↓

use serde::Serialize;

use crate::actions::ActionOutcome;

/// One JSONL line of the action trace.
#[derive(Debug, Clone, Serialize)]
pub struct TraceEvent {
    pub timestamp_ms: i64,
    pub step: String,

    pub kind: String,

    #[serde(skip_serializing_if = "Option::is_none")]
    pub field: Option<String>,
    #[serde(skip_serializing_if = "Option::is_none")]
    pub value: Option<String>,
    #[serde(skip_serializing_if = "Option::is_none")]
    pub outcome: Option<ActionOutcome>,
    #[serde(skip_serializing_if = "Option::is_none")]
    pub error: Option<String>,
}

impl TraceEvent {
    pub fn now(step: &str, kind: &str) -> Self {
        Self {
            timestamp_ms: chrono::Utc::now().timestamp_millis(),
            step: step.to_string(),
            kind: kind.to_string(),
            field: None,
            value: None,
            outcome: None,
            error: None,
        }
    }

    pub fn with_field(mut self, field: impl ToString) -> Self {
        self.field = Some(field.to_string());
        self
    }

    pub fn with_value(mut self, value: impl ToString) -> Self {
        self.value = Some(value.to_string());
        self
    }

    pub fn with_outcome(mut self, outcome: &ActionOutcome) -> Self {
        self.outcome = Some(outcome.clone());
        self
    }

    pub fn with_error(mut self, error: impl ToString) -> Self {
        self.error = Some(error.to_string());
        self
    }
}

↑

• Aim of the exercise: Only lines holding the word "Serialize" are wanted; list them all from the material.

• Your solution:
use serde::Serialize;
#[derive(Debug, Clone, Serialize)]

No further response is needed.